■ Exercise objective:
Which lines of the data contain the string "long"? Copy every one.

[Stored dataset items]
========

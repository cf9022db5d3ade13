//! Coupon Market Core - Shared types library.
//!
//! This crate provides the common types shared by the client core (state
//! synchronization and access control) and the view layer that reads entity
//! snapshots from it.
//!
//! # Architecture
//!
//! The core crate contains only types - no I/O, no HTTP clients. This keeps
//! it lightweight and allows it to be used anywhere.
//!
//! # Modules
//!
//! - [`types`] - Newtype wrappers for type-safe IDs, emails, roles, and
//!   coupon categories
//! - [`entities`] - Server-backed entity snapshots (companies, customers,
//!   coupons)
//! - [`identity`] - The authenticated identity held while a user is signed in

#![cfg_attr(not(test), forbid(unsafe_code))]

pub mod entities;
pub mod identity;
pub mod types;

pub use entities::*;
pub use identity::Identity;
pub use types::*;
//! The notification side channel.
//!
//! Every completed operation - success or failure - emits exactly one
//! user-visible message here. This is the only feedback mechanism: mutation
//! methods resolve with `()` regardless of outcome. Views subscribe, render
//! each message as a toast, and dismiss it after [`DISMISS_AFTER`].
//!
//! The channel is a lossy broadcast: sending never blocks, and a message
//! emitted while no view is listening is simply dropped (a late response
//! after the subscribing view unmounted produces a harmless phantom
//! notification at worst).

use std::time::Duration;

use tokio::sync::broadcast;

/// How long a view should display a notification before auto-dismissing it.
pub const DISMISS_AFTER: Duration = Duration::from_secs(4);

const CHANNEL_CAPACITY: usize = 16;

/// Fixed operation-outcome texts the client emits on its own behalf.
/// Mutation successes carry the server's message instead.
pub mod messages {
    pub const ALL_COMPANIES: &str = "got all companies";
    pub const ALL_CUSTOMERS: &str = "got all customers";
    pub const ALL_COUPONS: &str = "got all coupons";
    pub const ALL_CUSTOMER_COUPONS: &str = "got all customer coupons";

    pub const PLEASE_LOGIN: &str = "please login to the site";
    pub const ACCESS_DENIED: &str = "access denied";
    pub const OPERATION_NOT_ALLOWED: &str = "operation is not allowed";
    pub const GENERAL_ERROR: &str = "general error occurred, please try again.";
    pub const NO_FILTER_MATCHES: &str = "no coupons from this filter";
}

/// Message category, controlling toast styling.
#[derive(Debug, Clone, Copy, PartialEq, Eq)]
pub enum Severity {
    Success,
    Error,
}

/// A single user-visible message.
#[derive(Debug, Clone, PartialEq, Eq)]
pub struct Notification {
    pub severity: Severity,
    pub message: String,
}

/// Broadcast sender handle for operation outcomes.
#[derive(Clone)]
pub struct Notifier {
    tx: broadcast::Sender<Notification>,
}

impl Notifier {
    /// Create a notifier with the default channel capacity.
    #[must_use]
    pub fn new() -> Self {
        let (tx, _) = broadcast::channel(CHANNEL_CAPACITY);
        Self { tx }
    }

    /// Subscribe to future notifications.
    #[must_use]
    pub fn subscribe(&self) -> broadcast::Receiver<Notification> {
        self.tx.subscribe()
    }

    /// Emit a success message.
    pub fn success(&self, message: impl Into<String>) {
        self.emit(Severity::Success, message.into());
    }

    /// Emit an error message.
    pub fn error(&self, message: impl Into<String>) {
        self.emit(Severity::Error, message.into());
    }

    fn emit(&self, severity: Severity, message: String) {
        // No receivers means no views are mounted; drop the message.
        let _ = self.tx.send(Notification { severity, message });
    }
}

impl Default for Notifier {
    fn default() -> Self {
        Self::new()
    }
}

#[cfg(test)]
#[allow(clippy::unwrap_used)]
mod tests {
    use super::*;

    #[test]
    fn test_subscriber_receives_in_order() {
        let notifier = Notifier::new();
        let mut rx = notifier.subscribe();

        notifier.success("got all coupons");
        notifier.error("access denied");

        let first = rx.try_recv().unwrap();
        assert_eq!(first.severity, Severity::Success);
        assert_eq!(first.message, "got all coupons");

        let second = rx.try_recv().unwrap();
        assert_eq!(second.severity, Severity::Error);
        assert_eq!(second.message, "access denied");
    }

    #[test]
    fn test_emit_without_subscribers_does_not_panic() {
        let notifier = Notifier::new();
        notifier.success("nobody is listening");
    }
}
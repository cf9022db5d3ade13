//! Client configuration loaded from environment variables.
//!
//! # Environment Variables
//!
//! ## Required
//! - `COUPON_API_BASE_URL` - Base URL of the remote coupon API
//!
//! ## Optional
//! - `COUPON_API_TIMEOUT_SECS` - Per-request timeout in seconds (default: 30)

use std::time::Duration;

use thiserror::Error;
use url::Url;

const DEFAULT_TIMEOUT_SECS: u64 = 30;

/// Configuration errors that can occur during loading.
#[derive(Debug, Error)]
pub enum ConfigError {
    #[error("Missing environment variable: {0}")]
    MissingEnvVar(String),
    #[error("Invalid environment variable {0}: {1}")]
    InvalidEnvVar(String, String),
}

/// Remote API client configuration.
#[derive(Debug, Clone)]
pub struct ClientConfig {
    /// Base URL all resource paths are joined onto. Always ends with `/`.
    pub base_url: Url,
    /// Per-request timeout.
    pub timeout: Duration,
}

impl ClientConfig {
    /// Load configuration from the environment.
    ///
    /// # Errors
    ///
    /// Returns an error if `COUPON_API_BASE_URL` is missing or unparsable,
    /// or if `COUPON_API_TIMEOUT_SECS` is present but not a number.
    pub fn from_env() -> Result<Self, ConfigError> {
        Self::from_vars(
            std::env::var("COUPON_API_BASE_URL").ok(),
            std::env::var("COUPON_API_TIMEOUT_SECS").ok(),
        )
    }

    fn from_vars(
        base_url: Option<String>,
        timeout_secs: Option<String>,
    ) -> Result<Self, ConfigError> {
        let raw = base_url
            .ok_or_else(|| ConfigError::MissingEnvVar("COUPON_API_BASE_URL".to_owned()))?;

        // A trailing slash makes Url::join treat the last segment as a
        // directory rather than replacing it.
        let normalized = if raw.ends_with('/') {
            raw
        } else {
            format!("{raw}/")
        };

        let base_url = Url::parse(&normalized).map_err(|e| {
            ConfigError::InvalidEnvVar("COUPON_API_BASE_URL".to_owned(), e.to_string())
        })?;

        let timeout_secs = match timeout_secs {
            Some(raw) => raw.parse::<u64>().map_err(|e| {
                ConfigError::InvalidEnvVar("COUPON_API_TIMEOUT_SECS".to_owned(), e.to_string())
            })?,
            None => DEFAULT_TIMEOUT_SECS,
        };

        Ok(Self {
            base_url,
            timeout: Duration::from_secs(timeout_secs),
        })
    }
}
//! Test support for driving the client core without a server.
//!
//! [`MockGateway`] implements the `Gateway` trait over canned responses and
//! records every call it receives, so tests can assert both the store's
//! final state and the exact remote traffic that produced it.

#![allow(clippy::unwrap_used, clippy::missing_panics_doc)]

use std::collections::{HashMap, VecDeque};
use std::sync::{Arc, Mutex};
use std::time::Duration;

use chrono::{TimeZone, Utc};
use rust_decimal::Decimal;
use secrecy::SecretString;
use serde::Serialize;
use serde::de::DeserializeOwned;
use serde_json::Value;
use uuid::Uuid;

use coupon_market_client::{Confirmation, Gateway, GatewayError, Notification, Resource};
use coupon_market_core::{
    Category, Company, CompanyId, Coupon, CouponId, Customer, CustomerId, Email, Identity, Role,
};

// =============================================================================
// MockGateway
// =============================================================================

#[derive(Default)]
struct MockState {
    lists: HashMap<String, VecDeque<Result<Value, GatewayError>>>,
    confirmations: VecDeque<Result<Confirmation, GatewayError>>,
    list_calls: Vec<String>,
    mutation_calls: Vec<(&'static str, String)>,
}

/// A `Gateway` fed from canned responses.
///
/// List responses are queued per resource path; confirmations are a single
/// queue shared by create/update/delete in call order. An optional delay
/// keeps list requests in flight long enough for concurrency tests.
#[derive(Clone, Default)]
pub struct MockGateway {
    state: Arc<Mutex<MockState>>,
    delay: Option<Duration>,
}

impl MockGateway {
    #[must_use]
    pub fn new() -> Self {
        Self::default()
    }

    /// Hold every list request in flight for `delay` before answering.
    #[must_use]
    pub fn with_delay(mut self, delay: Duration) -> Self {
        self.delay = Some(delay);
        self
    }

    fn lock(&self) -> std::sync::MutexGuard<'_, MockState> {
        self.state.lock().unwrap()
    }

    /// Queue the next list response for a resource.
    pub fn queue_list(&self, resource: Resource, result: Result<Value, GatewayError>) {
        self.lock()
            .lists
            .entry(resource.path())
            .or_default()
            .push_back(result);
    }

    /// Queue the next confirmation for any mutation verb.
    pub fn queue_confirmation(&self, result: Result<Confirmation, GatewayError>) {
        self.lock().confirmations.push_back(result);
    }

    /// Paths of every list call received, in order.
    #[must_use]
    pub fn list_calls(&self) -> Vec<String> {
        self.lock().list_calls.clone()
    }

    /// Verb and path of every mutation call received, in order.
    #[must_use]
    pub fn mutation_calls(&self) -> Vec<(&'static str, String)> {
        self.lock().mutation_calls.clone()
    }

    fn take_list(&self, resource: Resource) -> Result<Value, GatewayError> {
        let path = resource.path();
        let mut state = self.lock();
        state.list_calls.push(path.clone());
        state
            .lists
            .get_mut(&path)
            .and_then(VecDeque::pop_front)
            .unwrap_or_else(|| panic!("unexpected list call: {path}"))
    }

    fn take_confirmation(&self, verb: &'static str, resource: Resource) -> Result<Confirmation, GatewayError> {
        let mut state = self.lock();
        state.mutation_calls.push((verb, resource.path()));
        state
            .confirmations
            .pop_front()
            .unwrap_or_else(|| panic!("unexpected {verb} call: {}", resource.path()))
    }
}

impl Gateway for MockGateway {
    fn list<T>(
        &self,
        resource: Resource,
    ) -> impl std::future::Future<Output = Result<Vec<T>, GatewayError>> + Send
    where
        T: DeserializeOwned,
    {
        let queued = self.take_list(resource);
        let delay = self.delay;
        async move {
            if let Some(delay) = delay {
                tokio::time::sleep(delay).await;
            }
            let value = queued?;
            Ok(serde_json::from_value(value)?)
        }
    }

    fn create<B>(
        &self,
        resource: Resource,
        _body: &B,
    ) -> impl std::future::Future<Output = Result<Confirmation, GatewayError>> + Send
    where
        B: Serialize + Sync,
    {
        let queued = self.take_confirmation("create", resource);
        async move { queued }
    }

    fn update<B>(
        &self,
        resource: Resource,
        _body: &B,
    ) -> impl std::future::Future<Output = Result<Confirmation, GatewayError>> + Send
    where
        B: Serialize + Sync,
    {
        let queued = self.take_confirmation("update", resource);
        async move { queued }
    }

    fn delete(
        &self,
        resource: Resource,
    ) -> impl std::future::Future<Output = Result<Confirmation, GatewayError>> + Send {
        let queued = self.take_confirmation("delete", resource);
        async move { queued }
    }
}

// =============================================================================
// Fixtures
// =============================================================================

/// A confirmed-success response with a server message.
#[must_use]
pub fn confirmed(message: &str) -> Confirmation {
    Confirmation {
        success: true,
        message: message.to_owned(),
        payload: None,
    }
}

/// A non-exceptional rejection: 2xx transport, `success: false`.
#[must_use]
pub fn rejected(message: &str) -> Confirmation {
    Confirmation {
        success: false,
        message: message.to_owned(),
        payload: None,
    }
}

#[must_use]
pub fn sample_company(id: i32, name: &str) -> Company {
    Company {
        id: CompanyId::new(id),
        name: name.to_owned(),
        email: Email::parse("office@acme.example").unwrap(),
        password: "pw".to_owned(),
        coupons: Vec::new(),
    }
}

#[must_use]
pub fn sample_customer(id: i32, first_name: &str) -> Customer {
    Customer {
        id: CustomerId::new(id),
        first_name: first_name.to_owned(),
        last_name: "Levi".to_owned(),
        email: Email::parse("dana@example.com").unwrap(),
        password: "pw".to_owned(),
        coupons: Vec::new(),
    }
}

#[must_use]
pub fn sample_coupon(id: i32, title: &str) -> Coupon {
    Coupon {
        id: CouponId::new(id),
        company_id: CompanyId::new(1),
        category: Category::Vacation,
        title: title.to_owned(),
        description: "limited offer".to_owned(),
        start_date: Utc.with_ymd_and_hms(2024, 6, 1, 0, 0, 0).unwrap(),
        end_date: Utc.with_ymd_and_hms(2024, 8, 31, 0, 0, 0).unwrap(),
        amount: 25,
        price: Decimal::new(4990, 2),
        image: Uuid::nil(),
    }
}

#[must_use]
pub fn identity(role: Role) -> Identity {
    Identity::new(1, role, SecretString::from("test-token"))
}

/// Serialize entities into the JSON a list endpoint would return.
#[must_use]
pub fn as_list<T: Serialize>(items: &[T]) -> Value {
    serde_json::to_value(items).unwrap()
}

/// Drain every notification currently buffered on a receiver.
pub fn drain(
    rx: &mut tokio::sync::broadcast::Receiver<Notification>,
) -> Vec<Notification> {
    let mut all = Vec::new();
    while let Ok(notification) = rx.try_recv() {
        all.push(notification);
    }
    all
}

========

■ Solution to this exercise:
/// How long a view should display a notification before auto-dismissing it.
/// keeps list requests in flight long enough for concurrency tests.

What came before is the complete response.